— Try it —
Give again, exactly as written, each line of the material below starting at the line that contains "between retry attempts." and ending at the line that contains "let max_attempts = match". Both ends count, and no other line does.

— Working data —
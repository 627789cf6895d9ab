use serde::{Deserialize, Serialize};
use std::{collections::BTreeSet, collections::HashMap, fmt, str::FromStr};
use uuid::Uuid;

/// What kinds of work an agent accepts
///
/// Capabilities are a closed set of tags. Agent selection is a filter over
/// this set plus an argmax over performance score; capabilities are never
/// modeled as agent subtypes.
#[derive(
    Debug, Clone, Copy, Serialize, Deserialize, PartialEq, Eq, Hash, PartialOrd, Ord,
)]
#[serde(rename_all = "snake_case")]
pub enum Capability {
    DataIngestion,
    TechScouting,
    CodeAnalysis,
    ContentGeneration,
    CostOptimization,
    BusinessAnalysis,
    Experimentation,
    FeedbackAnalysis,
    StrategyEvolution,
    IntegrationTesting,
}

impl Capability {
    pub const ALL: [Capability; 10] = [
        Capability::DataIngestion,
        Capability::TechScouting,
        Capability::CodeAnalysis,
        Capability::ContentGeneration,
        Capability::CostOptimization,
        Capability::BusinessAnalysis,
        Capability::Experimentation,
        Capability::FeedbackAnalysis,
        Capability::StrategyEvolution,
        Capability::IntegrationTesting,
    ];

    /// Agent type spawned on demand when no agent holds this capability.
    pub fn default_agent_type(&self) -> &'static str {
        match self {
            Capability::DataIngestion => "learning",
            Capability::TechScouting => "tech_scout",
            Capability::CostOptimization => "cost_optimizer",
            Capability::Experimentation => "experimenter",
            Capability::CodeAnalysis => "integration",
            Capability::ContentGeneration => "content",
            Capability::BusinessAnalysis => "business",
            Capability::FeedbackAnalysis => "feedback",
            Capability::StrategyEvolution => "evolution",
            Capability::IntegrationTesting => "generic",
        }
    }

    pub fn as_str(&self) -> &'static str {
        match self {
            Capability::DataIngestion => "data_ingestion",
            Capability::TechScouting => "tech_scouting",
            Capability::CodeAnalysis => "code_analysis",
            Capability::ContentGeneration => "content_generation",
            Capability::CostOptimization => "cost_optimization",
            Capability::BusinessAnalysis => "business_analysis",
            Capability::Experimentation => "experimentation",
            Capability::FeedbackAnalysis => "feedback_analysis",
            Capability::StrategyEvolution => "strategy_evolution",
            Capability::IntegrationTesting => "integration_testing",
        }
    }
}

impl FromStr for Capability {
    type Err = String;

    fn from_str(s: &str) -> std::result::Result<Self, Self::Err> {
        match s.to_lowercase().as_str() {
            "data_ingestion" => Ok(Capability::DataIngestion),
            "tech_scouting" => Ok(Capability::TechScouting),
            "code_analysis" => Ok(Capability::CodeAnalysis),
            "content_generation" => Ok(Capability::ContentGeneration),
            "cost_optimization" => Ok(Capability::CostOptimization),
            "business_analysis" => Ok(Capability::BusinessAnalysis),
            "experimentation" => Ok(Capability::Experimentation),
            "feedback_analysis" => Ok(Capability::FeedbackAnalysis),
            "strategy_evolution" => Ok(Capability::StrategyEvolution),
            "integration_testing" => Ok(Capability::IntegrationTesting),
            _ => Err(format!("Unknown capability: {s}")),
        }
    }
}

impl fmt::Display for Capability {
    fn fmt(&self, f: &mut fmt::Formatter<'_>) -> fmt::Result {
        f.write_str(self.as_str())
    }
}

/// An agent's capability set: either a concrete set of tags or the
/// `generic` wildcard that matches every requirement.
#[derive(Debug, Clone, Serialize, Deserialize, PartialEq, Eq)]
#[serde(rename_all = "snake_case")]
pub enum CapabilitySet {
    Generic,
    Of(BTreeSet<Capability>),
}

impl CapabilitySet {
    pub fn of(caps: impl IntoIterator<Item = Capability>) -> Self {
        CapabilitySet::Of(caps.into_iter().collect())
    }

    pub fn contains(&self, cap: Capability) -> bool {
        match self {
            CapabilitySet::Generic => true,
            CapabilitySet::Of(set) => set.contains(&cap),
        }
    }
}

/// Task priority levels, ordered highest-urgency first by [`Priority::rank`].
#[derive(Debug, Clone, Copy, Serialize, Deserialize, PartialEq, Eq, Hash)]
#[serde(rename_all = "snake_case")]
pub enum Priority {
    Critical,
    High,
    Normal,
    Low,
    Background,
}

impl Priority {
    /// Rank 1 is most urgent. Requests at rank >= 3 are eligible for batch
    /// processing in the cost guard.
    pub fn rank(&self) -> u8 {
        match self {
            Priority::Critical => 1,
            Priority::High => 2,
            Priority::Normal => 3,
            Priority::Low => 4,
            Priority::Background => 5,
        }
    }
}

impl Default for Priority {
    fn default() -> Self {
        Priority::Normal
    }
}

impl FromStr for Priority {
    type Err = String;

    fn from_str(s: &str) -> std::result::Result<Self, Self::Err> {
        match s.to_lowercase().as_str() {
            "critical" => Ok(Priority::Critical),
            "high" => Ok(Priority::High),
            "normal" => Ok(Priority::Normal),
            "low" => Ok(Priority::Low),
            "background" => Ok(Priority::Background),
            _ => Err(format!("Unknown priority: {s}")),
        }
    }
}

/// Current state of a task in the dispatch pipeline
///
/// Transitions are monotonic except Failed -> Pending on retry.
#[derive(Debug, Clone, Copy, Serialize, Deserialize, PartialEq, Eq)]
#[serde(rename_all = "snake_case")]
pub enum TaskState {
    Pending,
    Queued,
    Assigned,
    Running,
    Completed,
    Failed,
    Cancelled,
    TimedOut,
}

/// Backoff shape used between retry attempts.
#[derive(Debug, Clone, Copy, Serialize, Deserialize, PartialEq, Eq)]
#[serde(rename_all = "snake_case")]
pub enum BackoffKind {
    Exponential,
    Linear,
}

/// Retry behavior for a task, resolved from its type tag at creation.
#[derive(Debug, Clone, Copy, Serialize, Deserialize)]
pub struct RetryPolicy {
    pub max_attempts: u32,
    pub backoff: BackoffKind,
    pub attempt_timeout_secs: u64,
}

impl RetryPolicy {
    /// Per-type defaults: ingest/analysis tasks get an extra attempt,
    /// finance tasks back off linearly.
    pub fn for_task_type(task_type: &str) -> Self {
        let backoff = if task_type == "finance" {
            BackoffKind::Linear
        } else {
            BackoffKind::Exponential
        };
        let max_attempts = match task_type {
            "data_ingestion" | "data_analysis" | "code_analysis" => 3,
            _ => 2,
        };
        Self {
            max_attempts,
            backoff,
            attempt_timeout_secs: 60,
        }
    }
}

/// A unit of dispatchable work
///
/// Tasks are the fundamental unit of the fabric. Dependencies reference
/// earlier task ids and must form a DAG; a task becomes Queued only after
/// all of its dependencies are Completed.
#[derive(Debug, Clone, Serialize, Deserialize)]
pub struct Task {
    pub id: String,
    pub task_type: String,
    pub required_capability: Capability,
    pub parameters: HashMap<String, serde_json::Value>,
    pub priority: Priority,
    pub dependencies: Vec<String>,
    /// Absolute deadline; None means unbounded.
    pub deadline: Option<chrono::DateTime<chrono::Utc>>,
    pub retry: RetryPolicy,
    pub state: TaskState,
    pub created_at: chrono::DateTime<chrono::Utc>,
    pub updated_at: chrono::DateTime<chrono::Utc>,
}

impl Task {
    pub fn new(task_type: impl Into<String>, capability: Capability, priority: Priority) -> Self {
        let task_type = task_type.into();
        let now = chrono::Utc::now();
        Self {
            id: Uuid::new_v4().to_string(),
            retry: RetryPolicy::for_task_type(&task_type),
            task_type,
            required_capability: capability,
            parameters: HashMap::new(),
            priority,
            dependencies: Vec::new(),
            deadline: None,
            state: TaskState::Pending,
            created_at: now,
            updated_at: now,
        }
    }

    pub fn with_dependencies(mut self, deps: Vec<String>) -> Self {
        self.dependencies = deps;
        self
    }

    pub fn with_parameter(mut self, key: impl Into<String>, value: serde_json::Value) -> Self {
        self.parameters.insert(key.into(), value);
        self
    }
}

/// Closed set of action types a decision may propose
///
/// Criticality, cost, and duration are pure functions on this tag; there is
/// no string-keyed dispatch anywhere downstream.
#[derive(Debug, Clone, Copy, Serialize, Deserialize, PartialEq, Eq, Hash)]
#[serde(rename_all = "snake_case")]
pub enum ActionKind {
    DataDeletion,
    ExternalApiCall,
    CodeExecution,
    FileModification,
    DataQuery,
    CacheOperation,
    ApiCall,
    ImageGeneration,
    VideoGeneration,
    LlmInference,
    DataProcessing,
    #[serde(other)]
    Other,
}

impl ActionKind {
    /// Parse an action tag; anything outside the closed set is `Other`.
    pub fn from_tag(tag: &str) -> Self {
        match tag {
            "data_deletion" => ActionKind::DataDeletion,
            "external_api_call" => ActionKind::ExternalApiCall,
            "code_execution" => ActionKind::CodeExecution,
            "file_modification" => ActionKind::FileModification,
            "data_query" => ActionKind::DataQuery,
            "cache_operation" => ActionKind::CacheOperation,
            "api_call" => ActionKind::ApiCall,
            "image_generation" => ActionKind::ImageGeneration,
            "video_generation" => ActionKind::VideoGeneration,
            "llm_inference" => ActionKind::LlmInference,
            "data_processing" => ActionKind::DataProcessing,
            _ => ActionKind::Other,
        }
    }

    pub fn criticality(&self) -> Criticality {
        match self {
            ActionKind::DataDeletion => Criticality::Critical,
            ActionKind::ExternalApiCall | ActionKind::CodeExecution => Criticality::High,
            ActionKind::FileModification => Criticality::Medium,
            ActionKind::DataQuery | ActionKind::CacheOperation => Criticality::Low,
            _ => Criticality::Medium,
        }
    }

    /// Estimated cost in USD of performing one action of this kind.
    pub fn estimated_cost(&self) -> f64 {
        match self {
            ActionKind::ApiCall => 0.01,
            ActionKind::ImageGeneration => 0.04,
            ActionKind::VideoGeneration => 0.30,
            ActionKind::LlmInference => 0.002,
            ActionKind::DataProcessing => 0.001,
            _ => 0.0,
        }
    }

    /// Estimated duration in seconds of one action of this kind.
    pub fn estimated_duration_secs(&self) -> u64 {
        match self {
            ActionKind::ApiCall => 2,
            ActionKind::ImageGeneration => 5,
            ActionKind::VideoGeneration => 30,
            ActionKind::LlmInference => 1,
            ActionKind::DataProcessing => 3,
            _ => 1,
        }
    }
}

/// Four-level ordinal determining approval policy. Ordering is
/// Low < Medium < High < Critical, so `max()` over proposed actions yields
/// the decision criticality directly.
#[derive(
    Debug, Clone, Copy, Serialize, Deserialize, PartialEq, Eq, PartialOrd, Ord, Hash,
)]
#[serde(rename_all = "snake_case")]
pub enum Criticality {
    Low,
    Medium,
    High,
    Critical,
}

/// One worker's contribution to a composed response.
#[derive(Debug, Clone, Serialize, Deserialize)]
pub struct WorkerOutput {
    pub agent_id: String,
    pub agent_type: String,
    pub payload: serde_json::Value,
    pub confidence: f64,
    pub processing_time: f64,
    #[serde(default = "default_true")]
    pub success: bool,
}

fn default_true() -> bool {
    true
}

#[cfg(test)]
mod tests {
    use super::*;

    #[test]
    fn criticality_ordering_supports_max() {
        assert!(Criticality::Critical > Criticality::High);
        assert!(Criticality::High > Criticality::Medium);
        assert!(Criticality::Medium > Criticality::Low);

        let kinds = [ActionKind::DataQuery, ActionKind::CodeExecution];
        let max = kinds
            .iter()
            .map(|k| k.criticality())
            .max()
            .unwrap();
        assert_eq!(max, Criticality::High);
    }

    #[test]
    fn generic_capability_set_matches_everything() {
        let generic = CapabilitySet::Generic;
        for cap in Capability::ALL {
            assert!(generic.contains(cap));
        }

        let narrow = CapabilitySet::of([Capability::DataIngestion]);
        assert!(narrow.contains(Capability::DataIngestion));
        assert!(!narrow.contains(Capability::TechScouting));
    }

    #[test]
    fn retry_policy_defaults_by_type() {
        let finance = RetryPolicy::for_task_type("finance");
        assert_eq!(finance.backoff, BackoffKind::Linear);
        assert_eq!(finance.max_attempts, 2);

        let ingest = RetryPolicy::for_task_type("data_ingestion");
        assert_eq!(ingest.backoff, BackoffKind::Exponential);
        assert_eq!(ingest.max_attempts, 3);
    }

    #[test]
    fn batch_eligibility_follows_priority_rank() {
        assert!(Priority::Critical.rank() < 3);
        assert!(Priority::High.rank() < 3);
        assert!(Priority::Normal.rank() >= 3);
        assert!(Priority::Background.rank() >= 3);
    }

    #[test]
    fn unknown_action_kind_is_medium_and_free() {
        assert_eq!(ActionKind::Other.criticality(), Criticality::Medium);
        assert_eq!(ActionKind::Other.estimated_cost(), 0.0);
        assert_eq!(ActionKind::Other.estimated_duration_secs(), 1);
    }
}
//! Per-client token-bucket rate limiting, one bucket set per endpoint
//! class. Buckets are keyed by the caller identity established by the
//! identity middleware.

use crate::auth::Identity;
use axum::{
    extract::{Request, State},
    http::StatusCode,
    middleware::Next,
    response::{IntoResponse, Json, Response},
};
use governor::{
    clock::DefaultClock, state::keyed::DefaultKeyedStateStore, Quota, RateLimiter,
};
use serde_json::json;
use std::{num::NonZeroU32, sync::Arc};
use tracing::warn;

/// Requests per minute per client for each endpoint class.
pub const STRATEGIZE_PER_MINUTE: u32 = 10;
pub const COORDINATE_PER_MINUTE: u32 = 20;
pub const DISPATCH_PER_MINUTE: u32 = 50;
pub const EXECUTE_PER_MINUTE: u32 = 30;
pub const DEFAULT_PER_MINUTE: u32 = 100;

#[derive(Debug, Clone, Copy, PartialEq, Eq)]
pub enum EndpointClass {
    /// Goal-level planning: chat and decomposition.
    Strategize,
    /// Decision coordination: approvals, composition, decision listing.
    Coordinate,
    /// Pool operations: task and agent management, scaling, stats.
    Dispatch,
    /// Cost-guarded execution: inference, batches, ROI.
    Execute,
    Default,
}

impl EndpointClass {
    pub fn classify(path: &str) -> Self {
        if path == "/chat" || path == "/decompose" {
            EndpointClass::Strategize
        } else if path == "/approve" || path == "/compose" || path == "/decisions" {
            EndpointClass::Coordinate
        } else if path.starts_with("/task")
            || path.starts_with("/agent")
            || path.starts_with("/projects")
            || path == "/scale"
            || path == "/stats"
        {
            EndpointClass::Dispatch
        } else if path == "/inference"
            || path == "/batch"
            || path.starts_with("/roi")
            || path.starts_with("/cache")
            || path.starts_with("/cost")
        {
            EndpointClass::Execute
        } else {
            EndpointClass::Default
        }
    }
}

type KeyedLimiter = RateLimiter<String, DefaultKeyedStateStore<String>, DefaultClock>;

pub struct EndpointRateLimiter {
    strategize: KeyedLimiter,
    coordinate: KeyedLimiter,
    dispatch: KeyedLimiter,
    execute: KeyedLimiter,
    default: KeyedLimiter,
}

fn keyed(per_minute: u32) -> KeyedLimiter {
    RateLimiter::keyed(Quota::per_minute(
        NonZeroU32::new(per_minute).expect("rate quota must be non-zero"),
    ))
}

impl EndpointRateLimiter {
    pub fn new() -> Self {
        Self {
            strategize: keyed(STRATEGIZE_PER_MINUTE),
            coordinate: keyed(COORDINATE_PER_MINUTE),
            dispatch: keyed(DISPATCH_PER_MINUTE),
            execute: keyed(EXECUTE_PER_MINUTE),
            default: keyed(DEFAULT_PER_MINUTE),
        }
    }

    /// True when the client still has budget in the class bucket.
    pub fn check(&self, class: EndpointClass, client: &str) -> bool {
        let limiter = match class {
            EndpointClass::Strategize => &self.strategize,
            EndpointClass::Coordinate => &self.coordinate,
            EndpointClass::Dispatch => &self.dispatch,
            EndpointClass::Execute => &self.execute,
            EndpointClass::Default => &self.default,
        };
        limiter.check_key(&client.to_string()).is_ok()
    }
}

impl Default for EndpointRateLimiter {
    fn default() -> Self {
        Self::new()
    }
}

pub async fn rate_limit_middleware(
    State(limiter): State<Arc<EndpointRateLimiter>>,
    request: Request,
    next: Next,
) -> Result<Response, Response> {
    let path = request.uri().path().to_string();

    // Open paths carry no identity and are not limited.
    let client = match request.extensions().get::<Identity>() {
        Some(identity) => identity.0.clone(),
        None => return Ok(next.run(request).await),
    };

    let class = EndpointClass::classify(&path);
    if !limiter.check(class, &client) {
        warn!("Rate limit exceeded for client {client} on {path}");
        return Err((
            StatusCode::TOO_MANY_REQUESTS,
            Json(json!({
                "success": false,
                "detail": "Rate limit exceeded; retry later",
            })),
        )
            .into_response());
    }

    Ok(next.run(request).await)
}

— Your response —
/// Backoff shape used between retry attempts.
#[derive(Debug, Clone, Copy, Serialize, Deserialize, PartialEq, Eq)]
#[serde(rename_all = "snake_case")]
pub enum BackoffKind {
    Exponential,
    Linear,
}

/// Retry behavior for a task, resolved from its type tag at creation.
#[derive(Debug, Clone, Copy, Serialize, Deserialize)]
pub struct RetryPolicy {
    pub max_attempts: u32,
    pub backoff: BackoffKind,
    pub attempt_timeout_secs: u64,
}

impl RetryPolicy {
    /// Per-type defaults: ingest/analysis tasks get an extra attempt,
    /// finance tasks back off linearly.
    pub fn for_task_type(task_type: &str) -> Self {
        let backoff = if task_type == "finance" {
            BackoffKind::Linear
        } else {
            BackoffKind::Exponential
        };
        let max_attempts = match task_type {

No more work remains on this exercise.